On the occasion of the International Day of Victims of Violence – 22 February – the Centre for Civic Education (CCE) uses the opportunity to point out the seriousness of the problems faced by all victims of violence, and above all, women and children in the family, victims of peer violence, families of victims of war events, elderly people, but also everyone else who experiences various forms of violence.
The CCE strongly condemns any form of violent behaviour and hate speech, as well as all actions that put one person in a subordinate position. Unfortunately, in recent years we have witnessed more and more physical and verbal incidents in Montenegro, which society is getting used to. It raises concerns that such acts are often tolerated by institutions as well, especially those that should work to suppress violence. In addition, support for victims who face any form of offece or criminality is more often missing.
By threatening members of any nation or religion, sexual orientation, or different material status, the entire population of Montenegro is threatened. In this context, the absence of adequate reactions from accountable institutions is a particular concern, because institutional passivity does not contribute to the necessary alleviating of tensions and feeling of insecurity among citizens.
Also, worryng is the increase in the number of cases of violence against women and femicide, which requires an urgent and systemic response in the direction of protecting of women and girls, preventing of violence, and harsher punishment of abusers. In addition, it is also necessary to show a much greater degree of seriousness and responsibility in actions related to the satisfaction of justice for all victims of the wars of the 90s, as well as in achieving concrete results in punishing those responsible for war crimes and the establishment of justice and reconciliation in the region of the former Yugoslavia.

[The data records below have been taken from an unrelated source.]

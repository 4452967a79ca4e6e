//! 文件操作契约：同步两元组、异步完成只在事件循环线程投递、重启时取消。

mod support;

use std::time::{Duration, Instant};

use bytes::Bytes;
use spark_script::{ScriptError, ScriptValue};

use support::Harness;

/// 反复推进迭代，直到投递了至少一个异步完成或超时。
fn pump_until_delivered(harness: &Harness) -> usize {
    let deadline = Instant::now() + Duration::from_secs(5);
    loop {
        let delivered = harness
            .runtime
            .tick()
            .map_or(0, |report| report.file_completions);
        if delivered > 0 || Instant::now() > deadline {
            return delivered;
        }
        std::thread::sleep(Duration::from_millis(5));
    }
}

#[test]
fn sync_read_and_write_return_pairs() {
    let harness = Harness::new();
    let dir = tempfile::tempdir().expect("tempdir");
    let path = dir.path().join("note.txt");

    let written = harness.runtime.write_file(&path, b"hello");
    assert_eq!(written, vec![ScriptValue::Bool(true), ScriptValue::Integer(5)]);

    let read = harness.runtime.read_file(&path);
    assert_eq!(read[0], ScriptValue::Bool(true));
    assert_eq!(read[1].as_bytes(), Some(&b"hello"[..]));

    let missing = harness.runtime.read_file(dir.path().join("missing.txt"));
    assert_eq!(missing[0], ScriptValue::Bool(false));
    assert!(missing[1].as_str().is_some_and(|msg| msg.contains("missing.txt")));

    let unwritable = harness
        .runtime
        .write_file(dir.path().join("no-such-dir").join("x"), b"x");
    assert_eq!(unwritable[0], ScriptValue::Bool(false));
}

/// 异步写入后异步读取：回调只在迭代中被调用，调用后立即释放；完成会唤醒原生循环。
#[test]
fn async_roundtrip_runs_on_loop_thread() {
    let harness = Harness::new();
    let dir = tempfile::tempdir().expect("tempdir");
    let path = dir.path().join("async.txt");
    let loop_thread = std::thread::current().id();

    let on_write = harness.scripts.register(move |_| {
        if std::thread::current().id() != loop_thread {
            return Err(ScriptError::new("completion delivered off the loop thread"));
        }
        Ok(Vec::new())
    });
    harness
        .runtime
        .write_file_async(&path, Bytes::from_static(b"payload"), on_write)
        .expect("提交写入");
    assert_eq!(pump_until_delivered(&harness), 1);
    assert_eq!(
        harness.scripts.calls_to(on_write),
        vec![vec![ScriptValue::Bool(true), ScriptValue::Integer(7)]]
    );
    assert!(harness.scripts.is_released(on_write));
    assert_eq!(harness.runtime.bridge().stats().failures, 0);

    let on_read = harness.scripts.noop();
    harness
        .runtime
        .read_file_async(&path, on_read)
        .expect("提交读取");
    assert_eq!(pump_until_delivered(&harness), 1);
    let calls = harness.scripts.calls_to(on_read);
    assert_eq!(calls[0][0], ScriptValue::Bool(true));
    assert_eq!(calls[0][1].as_bytes(), Some(&b"payload"[..]));
    assert_eq!(harness.app().files().pending_len(), 0);
}

#[test]
fn async_failure_is_reported_as_false_pair() {
    let harness = Harness::new();
    let dir = tempfile::tempdir().expect("tempdir");
    let on_read = harness.scripts.noop();
    harness
        .runtime
        .read_file_async(dir.path().join("absent.bin"), on_read)
        .expect("提交读取");

    assert_eq!(pump_until_delivered(&harness), 1);
    let calls = harness.scripts.calls_to(on_read);
    assert_eq!(calls[0][0], ScriptValue::Bool(false));
    assert!(calls[0][1].as_str().is_some_and(|msg| msg.contains("absent.bin")));
}

/// 重启前未投递的完成被丢弃：回调被释放且从不调用。
#[test]
fn restart_cancels_pending_operations() {
    let harness = Harness::new();
    let dir = tempfile::tempdir().expect("tempdir");
    let path = dir.path().join("slow.txt");
    std::fs::write(&path, b"data").expect("写入夹具");

    let on_read = harness.scripts.noop();
    harness
        .runtime
        .read_file_async(&path, on_read)
        .expect("提交读取");
    let reregister = harness.scripts.noop();
    harness
        .runtime
        .restart_now(reregister, None)
        .expect("重启");

    assert!(harness.scripts.is_released(on_read));
    std::thread::sleep(Duration::from_millis(50));
    let report = harness.runtime.tick().expect("新实例存在");
    assert_eq!(report.file_completions, 0);
    assert_eq!(harness.scripts.call_count(on_read), 0);
}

CCE assesses that institutions must show a more proactive approach in processing all forms of incidents and violent reactions through adequate institutional action. Also, it is necessary to keep a record of the victims, creation of databases, the establishment of victimology centres, creation of support programmes and self-support for those citizens who are in the risk zone, but also the involvement of the wider community in comprehensive support for victims.
CCE believes that a sustainable response to the problems faced by victims of violence implies the work of numerous social actors, in addition to what is the primary obligation of institutions. Today, citizens and female citizens have more trust in non-governmental organizations and other non-institutional services than in the work of authorities responsible for providing support to victims. It should be a warning to the authorities, and that the time has come to strengthen the capacities of competent institutions that will provide more effective support to the victims and they should strengthen their trust, so that the victims would be involved in the criminal proceedings and testify. Thus, they can contribute to the development of criminal practice, which is sometimes too lenient due to the lack of involvement of the victim in the process.
Since its foundation, CCE has been dedicated to the promotion of universal human rights through its programs, and continuously works on educating citizens about tolerance and non-violent solutions to conflicts, but also about protection mechanisms, which contribute to achieving justice for victims.
The commemoration of the Day of Victims of Violence was initiated in 1989 by the National Association of Victim Assistance Services in Sweden, to make the consequences of crime victims visible to the general public and encouraging society to more effectively and completely protect victims’ rights. In 2001, the European Forum of Victim Assistance Services adopted the decision to declare 22 February as the International Day of Victims.